Diese Liebe rostet nicht
Von Nicole Vandenbrouck | 23:50 | 24.11.2008

John Pohl durfte bei Lugano endlich wieder mal ran. Trotzdem möchte der Ami die Tes­siner verlassen.

Leidenschaft Hockey ist die Passion von John und Krissy Pohl. (Toto Marti)

Fünf Wochen. Oder 13 Spiele. So lange war John Pohl Luft für Lugano-Trainer John Slettvoll. Der amerikanische Center wurde vom Schweden im Oktober zum überzähligen Ausländer degradiert. Pohl selbst erfuhr damals von BLICK von dieser Massnahme.

Die Herz-Probleme von Randy Robitaille brachten den 29-Jährigen zurück ins Team. Sein Comeback gegen Zug mit einem Tor und drei Assists beeindruckte. Doch Pohls Qualitäten als Spieler hatte sowieso nie jemand angezweifelt.

Umso erstaunlicher waren Pohls Aussagen am Tessiner Fernsehen, dass ihm der HC Lugano in diesen Tagen signalisiert habe, nicht mehr mit ihm zu planen. «Und ich mich deshalb jetzt nach einem anderen Klub umschaue. In den nächsten Spielen kann ich mich präsentieren.» Frustriert war der Ex-NHL-Stürmer schon zu Beginn seiner Ersatzzeit. Sagte im BLICK: «Ich muss wohl akzeptieren, dass nicht immer alles zutrifft, was Leute einem sagen.» Damit deutete Pohl an, dass man ihm in Lugano bei seiner Vertragsunterzeichnung versprochen hatte, im Team eine Leaderrolle zu tragen.

Pohls Aussagen am TV gingen auch an Klubpräsident Paolo Rossi nicht spurlos vorbei: «Ich verstehe seine Emotionen, seinen Frust nach dieser langen Pause.» Doch gleich im nächsten Atemzug betont Rossi, dass Pohl bei den Bianconeri ist und bleibt und dementiert so Pohls Worte. «Wir haben vor Saison­beginn festgelegt, dass wir mit fünf Top-Ausländern diese Saison bestreiten wollen.» Die letztjährige Erfahrung mit Jukka Hentunen (der Finne wechselte mitten in der Saison für viel Geld nach Russland) habe das Team geprägt, «weil schlechte Stimmung in der Kabine aufgekommen ist», so Rossi.

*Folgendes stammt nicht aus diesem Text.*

use std::sync::Arc;
use std::time::{Duration, Instant};

use parking_lot::{Condvar, Mutex};

use crate::error::NotificationError;
use crate::model::{ImageAttachment, NotificationRequest, ScheduledNotification};
use crate::permission::Permissions;

/// Completion handler handed to the platform. It may run on any thread.
pub type Callback<T> = Box<dyn FnOnce(T) + Send + 'static>;

/// The process-wide notification store owned by the operating system.
///
/// Implementations forward each call to the platform and return without
/// waiting; results arrive through the supplied callbacks.
pub trait NotificationCenter: Send + Sync {
    fn request_authorization(
        &self,
        options: Permissions,
        on_complete: Callback<Result<bool, NotificationError>>,
    );

    /// Adds a request, replacing any pending or delivered one with the same
    /// identifier.
    fn add(
        &self,
        request: ScheduledNotification,
        on_complete: Callback<Result<(), NotificationError>>,
    );

    fn remove_all_pending(&self);
    fn remove_all_delivered(&self);
    fn remove_pending(&self, identifiers: &[String]);
    fn remove_delivered(&self, identifiers: &[String]);

    fn pending(&self, on_complete: Callback<Vec<NotificationRequest>>);
    fn delivered(&self, on_complete: Callback<Vec<NotificationRequest>>);

    /// Looks up a bundled `<name>.png` resource.
    fn resolve_image(&self, name: &str) -> Result<ImageAttachment, NotificationError>;
}

/// Returns the notification center for the current target.
pub fn platform_center() -> Arc<dyn NotificationCenter> {
    #[cfg(target_vendor = "apple")]
    {
        Arc::new(crate::apple::AppleCenter::new())
    }
    #[cfg(not(target_vendor = "apple"))]
    {
        Arc::new(crate::memory::MemoryCenter::new())
    }
}

struct Slot<T> {
    value: Option<T>,
    fired: bool,
}

/// Single-use completion signal: one side calls [`Completion::complete`]
/// once, the other blocks in [`Completion::wait`] until it has.
pub struct Completion<T> {
    inner: Arc<(Mutex<Slot<T>>, Condvar)>,
}

impl<T> Clone for Completion<T> {
    fn clone(&self) -> Self {
        Self {
            inner: Arc::clone(&self.inner),
        }
    }
}

impl<T> Default for Completion<T> {
    fn default() -> Self {
        Self::new()
    }
}

impl<T> Completion<T> {
    pub fn new() -> Self {
        Self {
            inner: Arc::new((
                Mutex::new(Slot {
                    value: None,
                    fired: false,
                }),
                Condvar::new(),
            )),
        }
    }

    /// Stores the result and wakes the waiter. Returns `false` if the
    /// completion had already fired, in which case `value` is dropped.
    pub fn complete(&self, value: T) -> bool {
        let (lock, condvar) = &*self.inner;
        let mut slot = lock.lock();
        if slot.fired {
            return false;
        }
        slot.fired = true;
        slot.value = Some(value);
        condvar.notify_all();
        true
    }

    /// Blocks until the value arrives. There is no timeout.
    pub fn wait(self) -> T {
        let (lock, condvar) = &*self.inner;
        let mut slot = lock.lock();
        loop {
            if let Some(value) = slot.value.take() {
                return value;
            }
            condvar.wait(&mut slot);
        }
    }

    pub fn wait_timeout(self, timeout: Duration) -> Option<T> {
        let deadline = Instant::now() + timeout;
        let (lock, condvar) = &*self.inner;
        let mut slot = lock.lock();
        loop {
            if let Some(value) = slot.value.take() {
                return Some(value);
            }
            if condvar.wait_until(&mut slot, deadline).timed_out() {
                return slot.value.take();
            }
        }
    }

    /// Wraps the completion in a platform callback.
    pub fn callback(&self) -> Callback<T>
    where
        T: Send + 'static,
    {
        let completion = self.clone();
        Box::new(move |value: T| {
            if !completion.complete(value) {
                tracing::trace!("completion fired more than once; ignoring");
            }
        })
    }
}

Welche Dynamik in der Garderobe herrscht, kann laut Rossi Trainer Slettvoll am besten beurteilen. Deshalb respektiert der Präsident die Entscheide des 64-Jährigen in der Ausländerfrage. «Der Trainer ist der König in der Kabine. Er geniesst mein Vertrauen.» Pohl aber nicht jenes von Slettvoll.

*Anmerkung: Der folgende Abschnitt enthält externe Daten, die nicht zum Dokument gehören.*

use std::sync::Arc;
use std::time::Duration;

use tracing::instrument;

use crate::center::{platform_center, Callback, Completion, NotificationCenter};
use crate::config::BridgeConfig;
use crate::error::{ErrorKind, NotificationError};
use crate::model::{NotificationContent, NotificationRequest, ScheduledNotification, Trigger};
use crate::permission::Permissions;

/// Fire-and-forget facade over a [`NotificationCenter`].
///
/// Mutating calls hand work to the center and return immediately; failures
/// are logged and dropped. Queries block the calling thread until the center
/// reports back, or until the optional query timeout elapses.
pub struct NotificationService {
    center: Arc<dyn NotificationCenter>,
    query_timeout: Option<Duration>,
}

pub struct NotificationServiceBuilder {
    center: Option<Arc<dyn NotificationCenter>>,
    query_timeout: Option<Duration>,
}

impl NotificationServiceBuilder {
    pub fn new() -> Self {
        Self {
            center: None,
            query_timeout: None,
        }
    }

    pub fn with_center(mut self, center: Arc<dyn NotificationCenter>) -> Self {
        self.center = Some(center);
        self
    }

    pub fn with_query_timeout(mut self, timeout: Option<Duration>) -> Self {
        self.query_timeout = timeout;
        self
    }

    pub fn with_config(mut self, config: &BridgeConfig) -> Self {
        self.query_timeout = config.query_timeout;
        if self.center.is_none() {
            self.center = configured_center(config);
        }
        self
    }

    pub fn build(self) -> NotificationService {
        NotificationService {
            center: self.center.unwrap_or_else(platform_center),
            query_timeout: self.query_timeout,
        }
    }
}

#[cfg(not(target_vendor = "apple"))]
fn configured_center(config: &BridgeConfig) -> Option<Arc<dyn NotificationCenter>> {
    let mut center = crate::memory::MemoryCenter::new();
    if let Some(dir) = &config.resource_dir {
        center = center.with_resource_dir(dir);
    }
    Some(Arc::new(center))
}

#[cfg(target_vendor = "apple")]
fn configured_center(_config: &BridgeConfig) -> Option<Arc<dyn NotificationCenter>> {
    None
}

impl Default for NotificationServiceBuilder {
    fn default() -> Self {
        Self::new()
    }
}

impl NotificationService {
    pub fn builder() -> NotificationServiceBuilder {
        NotificationServiceBuilder::new()
    }

    pub fn from_config(config: &BridgeConfig) -> Self {
        Self::builder().with_config(config).build()
    }

    pub fn center(&self) -> &Arc<dyn NotificationCenter> {
        &self.center
    }

    pub fn request_permission_default(&self) {
        self.request_permissions(Permissions::standard());
    }

    pub fn request_permission(&self, mask: i32) {
        let permissions = Permissions::from_bits(mask);
        if permissions.bits() != mask {
            tracing::debug!(mask, known = permissions.bits(), "ignoring unknown permission bits");
        }
        self.request_permissions(permissions);
    }

    pub fn request_permissions(&self, permissions: Permissions) {
        tracing::debug!(?permissions, "requesting notification authorization");
        self.center.request_authorization(
            permissions,
            Box::new(|result: Result<bool, NotificationError>| match result {
                Ok(true) => tracing::info!("notification authorization granted"),
                Ok(false) => log_dropped(&NotificationError::PermissionDenied, None),
                Err(err) => log_dropped(&err, None),
            }),
        );
    }

    #[instrument(skip(self, title, body))]
    pub fn schedule(&self, id: &str, title: &str, body: &str, seconds: i64) {
        self.schedule_content(id, NotificationContent::new(title, body), seconds, false);
    }

    #[instrument(skip(self, title, body))]
    pub fn schedule_repeating(&self, id: &str, title: &str, body: &str, seconds: i64) {
        self.schedule_content(id, NotificationContent::new(title, body), seconds, true);
    }

    /// Schedules a one-shot notification carrying the bundled `<image>.png`.
    /// When the image cannot be resolved the notification goes out without it.
    #[instrument(skip(self, title, body))]
    pub fn schedule_image(&self, id: &str, title: &str, body: &str, image: &str, seconds: i64) {
        let mut content = NotificationContent::new(title, body);
        match self.center.resolve_image(image) {
            Ok(attachment) => content = content.with_attachment(attachment),
            Err(err) => log_dropped(&err, Some(id)),
        }
        self.schedule_content(id, content, seconds, false);
    }

    pub fn schedule_content(
        &self,
        id: &str,
        content: NotificationContent,
        seconds: i64,
        repeats: bool,
    ) {
        let trigger = match Trigger::time_interval(seconds, repeats) {
            Ok(trigger) => trigger,
            Err(err) => {
                log_dropped(&err, Some(id));
                return;
            }
        };
        self.submit(ScheduledNotification {
            identifier: id.to_string(),
            content,
            trigger,
        });
    }

    pub fn submit(&self, request: ScheduledNotification) {
        let id = request.identifier.clone();
        self.center.add(
            request,
            Box::new(move |result: Result<(), NotificationError>| {
                if let Err(err) = result {
                    log_dropped(&err, Some(&id));
                }
            }),
        );
    }

    pub fn remove_all_pending(&self) {
        self.center.remove_all_pending();
    }

    pub fn remove_all_delivered(&self) {
        self.center.remove_all_delivered();
    }

    pub fn remove_by_id(&self, id: &str) {
        let identifiers = [id.to_string()];
        self.center.remove_pending(&identifiers);
        self.center.remove_delivered(&identifiers);
    }

    pub fn pending_notifications(&self) -> Vec<NotificationRequest> {
        self.query("pending", |callback| self.center.pending(callback))
    }

    pub fn delivered_notifications(&self) -> Vec<NotificationRequest> {
        self.query("delivered", |callback| self.center.delivered(callback))
    }

    fn query(
        &self,
        what: &'static str,
        start: impl FnOnce(Callback<Vec<NotificationRequest>>),
    ) -> Vec<NotificationRequest> {
        let completion = Completion::new();
        start(completion.callback());
        match self.query_timeout {
            None => completion.wait(),
            Some(timeout) => completion.wait_timeout(timeout).unwrap_or_else(|| {
                tracing::warn!(what, ?timeout, "notification query timed out");
                Vec::new()
            }),
        }
    }
}

/// Failures never reach the caller; this is where they end up.
fn log_dropped(err: &NotificationError, id: Option<&str>) {
    let kind = err.kind();
    let id = id.unwrap_or_default();
    match kind {
        ErrorKind::Permission => tracing::warn!(?kind, %err, "notifications may not be shown"),
        ErrorKind::Scheduling => tracing::warn!(id, ?kind, %err, "notification not scheduled"),
        ErrorKind::AttachmentResolution => {
            tracing::debug!(id, ?kind, %err, "scheduling without attachment")
        }
    }
}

Der Amerikaner ist in Lugano unglücklich. Seine Aussagen deshalb unmissverständlich: Pohl würde am liebsten weg, auch als Leihgabe. Da macht ihm der Klub aber einen Strich durch die Rechnung. «Wir bekamen viele Anfragen, lehnten aber alle ab», stellt Präsident Rossi klar. Lugano behält also sein Luxus-Problem.

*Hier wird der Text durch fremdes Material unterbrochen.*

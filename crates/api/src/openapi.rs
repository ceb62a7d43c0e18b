//! OpenAPI document derived from the handler annotations.

use axum::Json;
use utoipa::OpenApi;

/// Path the OpenAPI JSON document is served from.
pub const OPENAPI_PATH: &str = "/v3/api-docs";

/// OpenAPI description of the service.
///
/// Generated at compile time from the `#[utoipa::path]` attributes on the
/// handlers; a new route only shows up here once it is listed in `paths`.
#[derive(OpenApi)]
#[openapi(
    paths(
        crate::routes::root::welcome,
        crate::routes::health::check,
    ),
    components(schemas(crate::routes::health::HealthResponse)),
    tags(
        (name = "Application", description = "Application health and status APIs")
    ),
    info(
        title = "Spring Boot CRUD API",
        version = "1.0.0",
        description = "Application health and status endpoints",
    )
)]
pub struct ApiDoc;

/// GET /v3/api-docs — returns the OpenAPI document as JSON.
pub async fn document() -> Json<utoipa::openapi::OpenApi> {
    Json(ApiDoc::openapi())
}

Die talentierte Krissy Pohl

Die grossen Eishockey-­Erfolge im Hause Pohl heimste Johns Ehefrau Krissy Pohl (27) ein. Die Amerikanerin gewann mit der US-Nati WM-Gold (2006), Olympia-Bronze (2006) und -Silber (2002). Bereits 2001 wurde Krissy (damals Wendell) zur Spielerin des Jahres gewählt.

Zum Eishockey – und zu John Pohl – fand die hübsche Blondine dank ihrem Bruder Erik. Er spielte im selben College-Team wie Pohl und auch Ambris Erik Westrum. «Ich eiferte schon immer meinem Bruder nach», erzählt Krissy Pohl. Als sie vor 20 Jahren anfing, mit Jungs Eishockey zu spielen, war Krissy in ganz Minnesota noch das einzige Mädchen. Mit ihrem Talent erlangte sie als «The Girl» einen hohen Bekanntheitsgrad. Erst 1999 wurden reine Mädchen-Teams gegründet.

Bei den Pohls wird dennoch nicht dauernd über Eis­hockey gefachsimpelt. Im Mittelpunkt steht Tochter Emily (5 Monate). Krissy trainiert mit dem Frauenteam des HC Lugano. Sie will sich aber nicht für Match-Einsätze aufdrängen, da sonst eine andere Ausländerin Platz machen müsste. Was für eine Ironie, verglichen mit der Situation ihres Mannes.